NIK Perspective Miniature Effect

Neat, eh?

Deformation Correction

This is a serious tool for a serious problem. People on the edges of images taken with a wide-angle lens look wrong. Wide-angle lenses have to squeeze a vast scene onto a tiny sensor and, no matter how good the lens is, people don’t look right.

I once photographed a training school, with 50+ participants, and they wanted a group photo taken in the school location. I had to use an ultra-wide lens to fit everyone in and the people on the edges looked odd. They looked wide – like watching an old TV show on a 14:9 screen. And, of course, they didn’t appreciate being made to look like that.

I have had to obscure the faces in this sample picture as it’s a private image and I don’t have model releases from the participants. I am just showing the extreme left of the picture:

NIK Deformation Correction

I used NIK’s automatic setting. The image on the right shows the corrected image and the people in it now look realistic. Just one click! You can adjust the settings manually to increase or reduce the correction.

Here’s one using a sample picture supplied by DXO:

NIK Deformation Correction

The corrected image is on the right and I increased the effect to 150% to achieve this.

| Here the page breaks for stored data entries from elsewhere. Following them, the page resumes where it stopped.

//! Snapshot file format for the document store
//!
//! A snapshot holds every collection at a point in time. Together with the WAL
//! entries written after it, it reconstructs the full store.
//!
//! Layout:
//! ```text
//! ┌─────────────────────────────────────────┐
//! │ HEADER (64 bytes)                       │
//! │   magic: [u8; 4] = "CRPS"               │
//! │   version: u16                          │
//! │   collection_count: u32                 │
//! │   document_count: u64                   │
//! │   compression: u8                       │
//! │   payload_size: u64                     │
//! │   payload_checksum: u32                 │
//! │   reserved: [u8; 29]                    │
//! │   header_checksum: u32                  │
//! ├─────────────────────────────────────────┤
//! │ PAYLOAD (payload_size bytes)            │
//! │   bincode(Vec<(collection, Vec<Doc>)>)  │
//! │   optionally LZ4 compressed             │
//! └─────────────────────────────────────────┘
//! ```
//!
//! Snapshots are written to a temporary file and renamed into place, so a
//! crash mid-write leaves the previous snapshot intact.

use crate::storage::error::{StorageError, StorageResult};
use crate::storage::types::Document;
use std::collections::{BTreeMap, HashMap};
use std::fs::File;
use std::io::{BufReader, BufWriter, Read, Write};
use std::path::Path;

/// Magic bytes for snapshot file identification
const SNAPSHOT_MAGIC: [u8; 4] = *b"CRPS";

/// Current snapshot format version
const SNAPSHOT_VERSION: u16 = 1;

/// Header size in bytes
const HEADER_SIZE: usize = 64;

/// In-memory layout of the store: collection → (id → document)
pub type Collections = HashMap<String, BTreeMap<String, Document>>;

/// Compression type enum
#[derive(Debug, Clone, Copy, PartialEq, Eq, Default)]
#[repr(u8)]
pub enum CompressionType {
    None = 0,
    #[default]
    Lz4 = 1,
}

impl TryFrom<u8> for CompressionType {
    type Error = StorageError;

    fn try_from(value: u8) -> Result<Self, Self::Error> {
        match value {
            0 => Ok(CompressionType::None),
            1 => Ok(CompressionType::Lz4),
            _ => Err(StorageError::InvalidSnapshot(format!(
                "Unknown compression type: {}",
                value
            ))),
        }
    }
}

impl std::str::FromStr for CompressionType {
    type Err = StorageError;

    fn from_str(s: &str) -> Result<Self, Self::Err> {
        match s.to_lowercase().as_str() {
            "none" => Ok(CompressionType::None),
            "lz4" => Ok(CompressionType::Lz4),
            other => Err(StorageError::InvalidSnapshot(format!(
                "Unknown compression type: {}",
                other
            ))),
        }
    }
}

/// Snapshot file header
#[derive(Debug, Clone, PartialEq)]
pub struct SnapshotHeader {
    pub version: u16,
    pub collection_count: u32,
    pub document_count: u64,
    pub compression: CompressionType,
    pub payload_size: u64,
    pub payload_checksum: u32,
}

impl SnapshotHeader {
    /// Serialize header to bytes
    pub fn to_bytes(&self) -> [u8; HEADER_SIZE] {
        let mut buf = [0u8; HEADER_SIZE];

        buf[0..4].copy_from_slice(&SNAPSHOT_MAGIC);
        buf[4..6].copy_from_slice(&self.version.to_le_bytes());
        buf[6..10].copy_from_slice(&self.collection_count.to_le_bytes());
        buf[10..18].copy_from_slice(&self.document_count.to_le_bytes());
        buf[18] = self.compression as u8;
        buf[19..27].copy_from_slice(&self.payload_size.to_le_bytes());
        buf[27..31].copy_from_slice(&self.payload_checksum.to_le_bytes());
        // bytes 31-59 reserved

        let checksum = crc32fast::hash(&buf[0..60]);
        buf[60..64].copy_from_slice(&checksum.to_le_bytes());

        buf
    }

    /// Parse header from bytes
    pub fn from_bytes(buf: &[u8; HEADER_SIZE]) -> StorageResult<Self> {
        let stored_checksum = u32::from_le_bytes([buf[60], buf[61], buf[62], buf[63]]);
        let computed_checksum = crc32fast::hash(&buf[0..60]);

        if stored_checksum != computed_checksum {
            return Err(StorageError::Corruption(format!(
                "Header checksum mismatch: stored={}, computed={}",
                stored_checksum, computed_checksum
            )));
        }

        if buf[0..4] != SNAPSHOT_MAGIC {
            return Err(StorageError::InvalidSnapshot(format!(
                "Invalid magic: {:?}",
                &buf[0..4]
            )));
        }

        let version = u16::from_le_bytes([buf[4], buf[5]]);
        if version > SNAPSHOT_VERSION {
            return Err(StorageError::InvalidSnapshot(format!(
                "Unsupported version: {}",
                version
            )));
        }

        let mut u64_buf = [0u8; 8];
        u64_buf.copy_from_slice(&buf[10..18]);
        let document_count = u64::from_le_bytes(u64_buf);
        u64_buf.copy_from_slice(&buf[19..27]);
        let payload_size = u64::from_le_bytes(u64_buf);

        Ok(Self {
            version,
            collection_count: u32::from_le_bytes([buf[6], buf[7], buf[8], buf[9]]),
            document_count,
            compression: CompressionType::try_from(buf[18])?,
            payload_size,
            payload_checksum: u32::from_le_bytes([buf[27], buf[28], buf[29], buf[30]]),
        })
    }
}

/// Encode collections into a snapshot payload
fn encode_payload(collections: &Collections, compression: CompressionType) -> StorageResult<Vec<u8>> {
    // Sorted by collection name so identical stores produce identical files
    let mut entries: Vec<(&String, Vec<&Document>)> = collections
        .iter()
        .map(|(name, docs)| (name, docs.values().collect()))
        .collect();
    entries.sort_by(|a, b| a.0.cmp(b.0));

    let serialized = bincode::serialize(&entries)?;

    Ok(match compression {
        CompressionType::None => serialized,
        CompressionType::Lz4 => lz4_flex::compress_prepend_size(&serialized),
    })
}

/// Decode a snapshot payload back into collections
fn decode_payload(payload: &[u8], compression: CompressionType) -> StorageResult<Collections> {
    let decompressed;
    let bytes = match compression {
        CompressionType::None => payload,
        CompressionType::Lz4 => {
            decompressed = lz4_flex::decompress_size_prepended(payload)
                .map_err(|e| StorageError::Compression(e.to_string()))?;
            &decompressed
        }
    };

    let entries: Vec<(String, Vec<Document>)> = bincode::deserialize(bytes)?;

    Ok(entries
        .into_iter()
        .map(|(name, docs)| {
            let docs = docs.into_iter().map(|d| (d.id.clone(), d)).collect();
            (name, docs)
        })
        .collect())
}

/// Write a snapshot of all collections to `path`
pub fn write_snapshot(
    path: &Path,
    collections: &Collections,
    compression: CompressionType,
) -> StorageResult<SnapshotHeader> {
    if let Some(parent) = path.parent() {
        std::fs::create_dir_all(parent)?;
    }

    let payload = encode_payload(collections, compression)?;
    let header = SnapshotHeader {
        version: SNAPSHOT_VERSION,
        collection_count: collections.len() as u32,
        document_count: collections.values().map(|c| c.len() as u64).sum(),
        compression,
        payload_size: payload.len() as u64,
        payload_checksum: crc32fast::hash(&payload),
    };

    let tmp_path = path.with_extension("snap.tmp");
    {
        let mut writer = BufWriter::new(File::create(&tmp_path)?);
        writer.write_all(&header.to_bytes())?;
        writer.write_all(&payload)?;
        writer.flush()?;
        writer.get_ref().sync_all()?;
    }
    std::fs::rename(&tmp_path, path)?;

    Ok(header)
}

/// Read a snapshot. Returns `None` when no snapshot exists yet.
pub fn read_snapshot(path: &Path) -> StorageResult<Option<(SnapshotHeader, Collections)>> {
    if !path.exists() {
        return Ok(None);
    }

    let mut reader = BufReader::new(File::open(path)?);

    let mut header_buf = [0u8; HEADER_SIZE];
    reader.read_exact(&mut header_buf)?;
    let header = SnapshotHeader::from_bytes(&header_buf)?;

    let mut payload = vec![0u8; header.payload_size as usize];
    reader.read_exact(&mut payload)?;

    let checksum = crc32fast::hash(&payload);
    if checksum != header.payload_checksum {
        return Err(StorageError::Corruption(format!(
            "Payload checksum mismatch: stored={}, computed={}",
            header.payload_checksum, checksum
        )));
    }

    let collections = decode_payload(&payload, header.compression)?;
    Ok(Some((header, collections)))
}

DXO NIK Collection – Conclusion

In this brief review I have concentrated on the two NIK tools I use the most – Viveza and Perspective Correction.

Including Perspective Correction into NIK is a very welcome addition to the NIK Collection, although users of DXO Viewpoint won’t see any functionality in it they don’t already have.

DXO have been integrating Photo Lab 3, NIK and Viewpoint for a while now and the toolset is comprehensive and effective.

DXO Photo Lab is one of my recommended RAW converters. It is not as wildly creative as Luminar but it is a purist’s tool that has no equal in terms of lens corrections and initial sharpening of RAW images.

You can use the NIK Collection as a set of standalone tools, as an add in to DXO Photo Lab or as plugins within Photoshop and other tools supporting Photoshop plugins, such as Lightroom and Affinity Photo.

I’m happy to recommend these tools unreservedly. I only recommend tools I use myself and DXO and NIK have been part of my toolkit for years.

You can download trial versions from DXO. They are well worth checking out.